栗城史多さんは生前にSNS上で正当な批評や批判もブロックしコメントを削除していました。Twitterや特にFacebookでは「感動しました」「勇気を貰いました」の絶賛コメントだけが残されるようになっていました。

ロードバイク界では

自転車ロードバイクとSNS

自転車、ロードバイク界隈でも有名人や女性のSNSでは、誹謗中傷があります。残念ながら・・。マウント取りたい男子がいるみたいです。

実際に見ても触っても使ってもいない製品の評価してるなよ、という僕には正当とも思える批判から、誹謗中傷まで。

メディアの製品評では、頷ける評価が書かれていて参考になる記事もあれば、ヨイショ優先の提灯記事も無きにしもあらず。また、個人的な好みで主観入り過ぎじゃないか、と思える記事もありますね。

個人ブロガーで非常に多くのアクセス数を誇っているブログには、メーカーから製品を提供されインプレッション記事を書いている場合も結構あります。
そのような記事は、読めば察しがつきますね。不自然な誉め方してるもん。

ロードレーサーの交通マナーについて

6月13日追記

あるジュニア選手が信号無視をしてしまっている動画がSNS上に流れ、ロードバイク界隈ではプチ炎上という状況になりました。

該当選手も真摯に謝罪文を公表したし、所属チームも謝罪文を発表。その後黙っていればいいものを関係者や他の選手たちの発言が、逆に不信感を抱かせる事になってしまっているのが残念です。

身内というか先輩に該当する選手が「誹謗中傷やめろ」発言は違うと思う。

「動画を本人の了承無くSNSに晒すのが悪い」や「未成年なのだから」も論点のすり替え。「批判するヤツは教養がない」とか身内を守るための発言でしかない。炎上して個人が特定されてしまったことは結果論であり、信号無視をしてしまった選手の行動が論点なのだから。

ましてやSNSに動画を晒さないで「先ずは所属チームに連絡」とか。一般人にはウェアから所属チームを割り出すなんて簡単な事ではないだろうし。ロードレースを全く知らない人が、そんな事思いつくかしら?

信号無視は道路交通法違反なのだから、批判(誹謗中傷や悪口ではない)されても仕方がない。「該当選手と共にに交通ルールとマナーを守るように気を付けていきます」程度に留めて、あとは黙っていれば沈静化するのに・・・。

選手や関係者たちが余計な事を言ってしまっている感が拭えません。

ロードバイクに乗っていない一般の人から見ると「信号無視くらい見逃せよ」と言っているように見られてしまいますよ。

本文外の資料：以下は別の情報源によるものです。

//! tillsync command-line entry point.
//!
//! Three modes: a one-shot `sync`, a read-only `status` report, and a
//! long-running `watch` loop for terminals that stay powered on.

use anyhow::Result;
use clap::{Parser, Subcommand};
use std::sync::Arc;
use std::time::Duration;
use tillsync::config::{SyncConfig, DEFAULT_WATCH_INTERVAL_SECS};
use tillsync::engine::tables::SYNC_TABLES;
use tillsync::engine::SyncEngine;
use tillsync::store::outbox::OutboxStore;
use tillsync::store::watermark::{WatermarkStore, EPOCH_ISO};
use tillsync::store::LocalStore;

#[derive(Parser)]
#[command(name = "tillsync", version, about = "Offline-first POS sync engine")]
struct Cli {
    #[command(subcommand)]
    command: Command,
}

#[derive(Subcommand)]
enum Command {
    /// Run one push → pull cycle and exit.
    Sync {
        /// Trigger label recorded in logs.
        #[arg(long, default_value = "manual")]
        reason: String,
    },
    /// Show pending uploads and per-table watermarks.
    Status,
    /// Sync on a fixed interval until interrupted.
    Watch {
        /// Seconds between cycles.
        #[arg(long)]
        interval: Option<u64>,
    },
}

#[tokio::main]
async fn main() -> Result<()> {
    tracing_subscriber::fmt()
        .with_env_filter(
            tracing_subscriber::EnvFilter::try_from_default_env()
                .unwrap_or_else(|_| "tillsync=info".into()),
        )
        .init();

    let cli = Cli::parse();
    let config = SyncConfig::load()?;

    match cli.command {
        Command::Sync { reason } => {
            let engine = SyncEngine::from_config(&config)?;
            let outcome = engine.run_cycle(&reason).await;
            if let Some(error) = &outcome.error {
                eprintln!("sync failed: {error}");
                std::process::exit(1);
            }
            println!(
                "sync complete ({})",
                if outcome.did_work { "changes applied" } else { "nothing to do" }
            );
        }
        Command::Status => print_status(&config)?,
        Command::Watch { interval } => {
            let engine = SyncEngine::from_config(&config)?;
            let secs = interval
                .or(Some(config.watch_interval_secs))
                .filter(|s| *s > 0)
                .unwrap_or(DEFAULT_WATCH_INTERVAL_SECS);
            watch(engine, Duration::from_secs(secs)).await;
        }
    }

    Ok(())
}

fn print_status(config: &SyncConfig) -> Result<()> {
    let local = Arc::new(LocalStore::open(&config.database_path())?);
    let outbox = OutboxStore::new(local.clone())?;
    let watermarks = WatermarkStore::new(local)?;

    println!("configured: {}", config.is_configured());
    println!("pending uploads: {}", outbox.count()?);
    for table in SYNC_TABLES {
        let wm = watermarks.get(table)?;
        let shown = if wm == EPOCH_ISO { "never" } else { wm.as_str() };
        println!("  {table:<12} {shown}");
    }
    Ok(())
}

async fn watch(engine: SyncEngine, period: Duration) {
    let mut ticker = tokio::time::interval(period);
    ticker.set_missed_tick_behavior(tokio::time::MissedTickBehavior::Delay);

    tracing::info!(period_secs = period.as_secs(), "Watch mode started");
    loop {
        tokio::select! {
            _ = ticker.tick() => {
                let outcome = engine.run_cycle("interval").await;
                if let Some(error) = &outcome.error {
                    tracing::warn!(%error, "Cycle failed; will retry next tick");
                }
            }
            result = tokio::signal::ctrl_c() => {
                if let Err(err) = result {
                    tracing::error!(?err, "Signal handler failed; exiting");
                }
                tracing::info!("Shutting down");
                break;
            }
        }
    }
}
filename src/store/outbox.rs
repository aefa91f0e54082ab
//! Durable outbox of local mutations awaiting upload.
//!
//! Every local write path appends here; only the push engine consumes.
//! Entries are deleted only after the remote confirms the write, so
//! delivery is at-least-once. Failures increment `attempts` and record
//! `last_error`, leaving the entry in place for the next cycle.

use crate::document::Document;
use crate::error::SyncResult;
use crate::store::LocalStore;
use chrono::{SecondsFormat, Utc};
use serde::{Deserialize, Serialize};
use std::sync::Arc;

/// Mutation kind carried by an outbox entry.
#[derive(Debug, Clone, Copy, PartialEq, Eq, Serialize, Deserialize)]
#[serde(rename_all = "lowercase")]
pub enum OutboxOp {
    Upsert,
    Delete,
}

impl OutboxOp {
    pub fn as_str(self) -> &'static str {
        match self {
            Self::Upsert => "upsert",
            Self::Delete => "delete",
        }
    }

    pub fn from_str_lossy(s: &str) -> Self {
        match s {
            "delete" => Self::Delete,
            _ => Self::Upsert,
        }
    }
}

/// One pending local mutation.
#[derive(Debug, Clone, Serialize, Deserialize)]
pub struct OutboxEntry {
    pub id: i64,
    pub table_name: String,
    pub row_id: String,
    pub op: OutboxOp,
    /// Full row snapshot at mutation time (opaque column → value).
    pub payload: Document,
    pub created_at: String,
    pub attempts: i64,
    pub last_error: Option<String>,
}

/// SQLite-backed outbox, sharing the device database.
pub struct OutboxStore {
    store: Arc<LocalStore>,
}

impl OutboxStore {
    pub fn new(store: Arc<LocalStore>) -> SyncResult<Self> {
        store.connection().execute_batch(
            "CREATE TABLE IF NOT EXISTS sync_outbox (
                id          INTEGER PRIMARY KEY AUTOINCREMENT,
                table_name  TEXT NOT NULL,
                row_id      TEXT NOT NULL,
                op          TEXT NOT NULL,
                payload     TEXT NOT NULL,
                created_at  TEXT NOT NULL,
                attempts    INTEGER NOT NULL DEFAULT 0,
                last_error  TEXT
            );
            CREATE INDEX IF NOT EXISTS idx_outbox_row
                ON sync_outbox(table_name, row_id);",
        )?;
        Ok(Self { store })
    }

    /// Append a mutation. Called by repository write paths.
    pub fn enqueue(
        &self,
        table: &str,
        row_id: &str,
        op: OutboxOp,
        payload: &Document,
    ) -> SyncResult<i64> {
        let payload_json = serde_json::to_string(payload)?;
        let created_at = Utc::now().to_rfc3339_opts(SecondsFormat::Millis, true);
        let conn = self.store.connection();
        conn.execute(
            "INSERT INTO sync_outbox (table_name, row_id, op, payload, created_at)
             VALUES (?1, ?2, ?3, ?4, ?5)",
            rusqlite::params![table, row_id, op.as_str(), payload_json, created_at],
        )?;
        Ok(conn.last_insert_rowid())
    }

    /// All pending entries, oldest first. Entries for the same row keep
    /// their creation order; id breaks same-millisecond ties.
    pub fn list_pending(&self) -> SyncResult<Vec<OutboxEntry>> {
        let conn = self.store.connection();
        let mut stmt = conn.prepare(
            "SELECT id, table_name, row_id, op, payload, created_at, attempts, last_error
             FROM sync_outbox ORDER BY created_at ASC, id ASC",
        )?;
        let entries = stmt
            .query_map([], |row| {
                Ok((
                    row.get::<_, i64>(0)?,
                    row.get::<_, String>(1)?,
                    row.get::<_, String>(2)?,
                    row.get::<_, String>(3)?,
                    row.get::<_, String>(4)?,
                    row.get::<_, String>(5)?,
                    row.get::<_, i64>(6)?,
                    row.get::<_, Option<String>>(7)?,
                ))
            })?
            .collect::<Result<Vec<_>, _>>()?;
        drop(stmt);
        drop(conn);

        let mut out = Vec::with_capacity(entries.len());
        for (id, table_name, row_id, op, payload, created_at, attempts, last_error) in entries {
            out.push(OutboxEntry {
                id,
                table_name,
                row_id,
                op: OutboxOp::from_str_lossy(&op),
                payload: serde_json::from_str(&payload)?,
                created_at,
                attempts,
                last_error,
            });
        }
        Ok(out)
    }

    /// Remove an entry after its remote application was confirmed.
    pub fn delete(&self, entry_id: i64) -> SyncResult<()> {
        self.store
            .connection()
            .execute("DELETE FROM sync_outbox WHERE id = ?1", [entry_id])?;
        Ok(())
    }

    /// Record a failed attempt; the entry stays for the next cycle.
    pub fn increment_attempts(&self, entry_id: i64, error: &str) -> SyncResult<()> {
        self.store.connection().execute(
            "UPDATE sync_outbox SET attempts = attempts + 1, last_error = ?2 WHERE id = ?1",
            rusqlite::params![entry_id, error],
        )?;
        Ok(())
    }

    pub fn count(&self) -> SyncResult<i64> {
        let count = self
            .store
            .connection()
            .query_row("SELECT COUNT(*) FROM sync_outbox", [], |row| row.get(0))?;
        Ok(count)
    }

    /// Whether this exact row has an un-pushed local mutation. The pull
    /// engine uses this for the local-pending-wins skip.
    pub fn has_pending_for_row(&self, table: &str, row_id: &str) -> SyncResult<bool> {
        let count: i64 = self.store.connection().query_row(
            "SELECT COUNT(*) FROM sync_outbox WHERE table_name = ?1 AND row_id = ?2",
            rusqlite::params![table, row_id],
            |row| row.get(0),
        )?;
        Ok(count > 0)
    }
}

// ── Tests ───────────────────────────────────────────────────────

#[cfg(test)]
mod tests {
    use super::*;
    use crate::testutil::{doc, store_with_schema};
    use serde_json::json;

    fn outbox() -> OutboxStore {
        OutboxStore::new(Arc::new(store_with_schema())).unwrap()
    }

    #[test]
    fn enqueue_and_list_in_order() {
        let outbox = outbox();
        outbox
            .enqueue("users", "u1", OutboxOp::Upsert, &doc(json!({"id": "u1"})))
            .unwrap();
        outbox
            .enqueue("products", "p1", OutboxOp::Delete, &doc(json!({"id": "p1"})))
            .unwrap();

        let pending = outbox.list_pending().unwrap();
        assert_eq!(pending.len(), 2);
        assert_eq!(pending[0].row_id, "u1");
        assert_eq!(pending[0].op, OutboxOp::Upsert);
        assert_eq!(pending[1].op, OutboxOp::Delete);
    }

    #[test]
    fn same_row_entries_keep_creation_order() {
        let outbox = outbox();
        outbox
            .enqueue("users", "u1", OutboxOp::Upsert, &doc(json!({"id": "u1", "v": 1})))
            .unwrap();
        outbox
            .enqueue("users", "u1", OutboxOp::Upsert, &doc(json!({"id": "u1", "v": 2})))
            .unwrap();

        let pending = outbox.list_pending().unwrap();
        assert_eq!(pending[0].payload.get_i64("v"), Some(1));
        assert_eq!(pending[1].payload.get_i64("v"), Some(2));
    }

    #[test]
    fn delete_removes_entry() {
        let outbox = outbox();
        let id = outbox
            .enqueue("users", "u1", OutboxOp::Upsert, &doc(json!({"id": "u1"})))
            .unwrap();
        assert_eq!(outbox.count().unwrap(), 1);

        outbox.delete(id).unwrap();
        assert_eq!(outbox.count().unwrap(), 0);
    }

    #[test]
    fn increment_attempts_records_error() {
        let outbox = outbox();
        let id = outbox
            .enqueue("users", "u1", OutboxOp::Upsert, &doc(json!({"id": "u1"})))
            .unwrap();

        outbox.increment_attempts(id, "409 conflict").unwrap();
        outbox.increment_attempts(id, "timeout").unwrap();

        let pending = outbox.list_pending().unwrap();
        assert_eq!(pending[0].attempts, 2);
        assert_eq!(pending[0].last_error.as_deref(), Some("timeout"));
    }

    #[test]
    fn pending_for_row_is_exact() {
        let outbox = outbox();
        outbox
            .enqueue("users", "u1", OutboxOp::Upsert, &doc(json!({"id": "u1"})))
            .unwrap();

        assert!(outbox.has_pending_for_row("users", "u1").unwrap());
        assert!(!outbox.has_pending_for_row("users", "u2").unwrap());
        assert!(!outbox.has_pending_for_row("products", "u1").unwrap());
    }
}
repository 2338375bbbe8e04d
mod color_choice;
mod log_level;

pub use color_choice::ColorChoice;
pub use log_level::LogLevel;
use std::io::{BufRead, Write};

use snafu::{ResultExt, Snafu};
use tracing::debug;

use crate::config::ShellConfig;
use crate::session::{Session, SessionError};
use crate::shell::command::{Command, HELP};
use crate::shell::Style;

/// Presentation settings of a [`Shell`].
#[derive(Debug, Clone, Default)]
pub struct ShellSettings {
    prompt: Option<String>,
    banner: Option<String>,
    style: Style,
}

impl ShellSettings {
    /// Prompt and banner from the configuration; an empty banner is not shown.
    pub fn interactive(config: &ShellConfig, style: Style) -> Self {
        Self {
            prompt: Some(config.prompt.clone()),
            banner: Some(config.banner.clone()).filter(|banner| !banner.is_empty()),
            style,
        }
    }

    /// No prompt or banner, only command output.
    pub fn scripted(style: Style) -> Self {
        Self {
            prompt: None,
            banner: None,
            style,
        }
    }
}

#[derive(Debug, Clone, Copy, PartialEq, Eq)]
enum Flow {
    Continue,
    Exit,
}

/// Line-oriented front end that turns commands into [`Session`] calls and
/// renders their outcomes.
pub struct Shell {
    session: Session,
    settings: ShellSettings,
}

impl Shell {
    pub fn new(session: Session, settings: ShellSettings) -> Self {
        Self { session, settings }
    }

    #[cfg(test)]
    pub fn session(&self) -> &Session {
        &self.session
    }

    /// Runs until `exit` or the end of `input`. Bytes that are not UTF-8 are
    /// replaced rather than ending the session.
    pub fn run(&mut self, mut input: impl BufRead, output: &mut impl Write) -> Result<(), ShellError> {
        if let Some(banner) = &self.settings.banner {
            writeln!(output, "{banner}").context(OutputSnafu)?;
        }

        let mut buffer = Vec::new();
        loop {
            self.write_prompt(output)?;
            buffer.clear();
            if input.read_until(b'\n', &mut buffer).context(InputSnafu)? == 0 {
                debug!("Reached end of input");
                if self.settings.prompt.is_some() {
                    writeln!(output).context(OutputSnafu)?;
                }
                break;
            }
            let line = String::from_utf8_lossy(trim_line_ending(&buffer));

            if self.execute(Command::from(line.as_ref()), output)? == Flow::Exit {
                break;
            }
        }

        output.flush().context(OutputSnafu)
    }

    fn write_prompt(&self, output: &mut impl Write) -> Result<(), ShellError> {
        if let Some(prompt) = &self.settings.prompt {
            write!(output, "{}", self.settings.style.prompt(prompt)).context(OutputSnafu)?;
            output.flush().context(OutputSnafu)?;
        }
        Ok(())
    }

    fn execute(&mut self, command: Command<'_>, output: &mut impl Write) -> Result<Flow, ShellError> {
        debug!("Executing {:?}", command);
        let outcome = match command {
            Command::MakeDirectory { name } => self.session.create_directory(name),
            Command::MakeFile { path } => self.session.create_file(path),
            Command::Write { path, content } => self.session.write_file(path, content),
            Command::Read { path } => {
                // A missing file reads as an empty line
                let content = self.session.read_file(path).unwrap_or_else(|error| {
                    debug!("Read of '{}' failed: {}", path, error);
                    ""
                });
                writeln!(output, "{content}").context(OutputSnafu)?;
                Ok(())
            }
            Command::List { path } => match self.session.list_directory(path) {
                Ok(listing) => {
                    let rendered = self.settings.style.listing(&listing);
                    write!(output, "{rendered}").context(OutputSnafu)?;
                    Ok(())
                }
                Err(error) => Err(error),
            },
            Command::ChangeDirectory { path } => self.session.change_directory(path),
            Command::PrintWorkingDirectory => {
                writeln!(output, "{}", self.session.working_directory()).context(OutputSnafu)?;
                Ok(())
            }
            Command::Help => {
                writeln!(output, "{HELP}").context(OutputSnafu)?;
                Ok(())
            }
            Command::Exit => return Ok(Flow::Exit),
            Command::Empty => Ok(()),
            Command::Unknown { verb } => {
                let message = format!("Unknown command: {verb}");
                writeln!(output, "{}", self.settings.style.error(&message)).context(OutputSnafu)?;
                Ok(())
            }
        };

        if let Err(error) = outcome {
            self.report(&error, output)?;
        }
        Ok(Flow::Continue)
    }

    fn report(&self, error: &SessionError, output: &mut impl Write) -> Result<(), ShellError> {
        debug!("Command failed: {:?}", error);
        writeln!(output, "{}", self.settings.style.error(&error.to_string())).context(OutputSnafu)
    }
}

fn trim_line_ending(line: &[u8]) -> &[u8] {
    let line = line.strip_suffix(b"\n").unwrap_or(line);
    line.strip_suffix(b"\r").unwrap_or(line)
}

#[derive(Debug, Snafu)]
pub enum ShellError {
    #[snafu(display("Failed to read a command"))]
    InputError { source: std::io::Error },
    #[snafu(display("Failed to write shell output"))]
    OutputError { source: std::io::Error },
}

そんな中で愛三工業レーシング所属、大前翔選手がブログ記事で的確な意見を述べていたので紹介します。

僕自身も聖人君子でもなければ、立派な人間ではない。気を引き締めていかなければ。

当該選手は苦しい時かもしれないけれども、励ましの言葉も厳しい言葉も、今は全て受け止めて今後の成長の糧にしてほしい。バドの桃田選手のように。

これからSNSはどうなっていく?

僕自身はTwitterもやっているけれど、特定個人に向けた誹謗中傷は行っていません。但し、繰り返し執拗にでは全くないけれど、批判はした事があります。
このブログでも栗城史多さんの批判記事は多いし。

批判と誹謗中傷は異なる。

これが僕の持論でもあります。批判の中に自分なりの倫理観、道徳観、規範を持っている。

不正や嘘、誇張しすぎた表現に対して批判を行っている。

SNS上では、インフルエンサーと呼ばれる人たちが、所謂アンチに向けて「裁判だ」「これからは訴えるぞ」と騒がしい。

自己正当化の道具として、一種の言論弾圧のように利用してしまうのは如何なものかと思う。

法改正の動きもあるようですし、SNS投稿の監視化、規制化の動きもあるようです。今後どうなっていくのでしょうか?

批判と誹謗中傷の線引きをはっきりさせておかないと、法に触れる触れないだけの意味ではなく、倫理的、道徳的に如何なものかと思われるような、人を陥れるような発言も言いたい放題になってしまいます。

繰り返しますが、批判とは

良い所と悪い所をはっきり見分け、評価・判定すること。

物事に検討を加えて、判定や評価をすること。

言動や仕事などの誤りや欠点を指摘し、正すべきであるとして論じること。

誤りがあれば訂正し、上位互換の意見があればアップデートすればいい。謝る必要があるときは謝ればいい。

意見や物言い全てが悪になってしまうようなことは避けなければいけないと思います。

批判力 フェイクを見抜く最強の武器

SNSで良くも悪くも見受けられる、批判に対しての反論「批判する奴は暇人」「誹謗中傷に時間を使うぐらいなら、自分の成長のためになることをしよう」

こういったことを言う人間は、非難や誹謗中傷と批判の区別ができていません。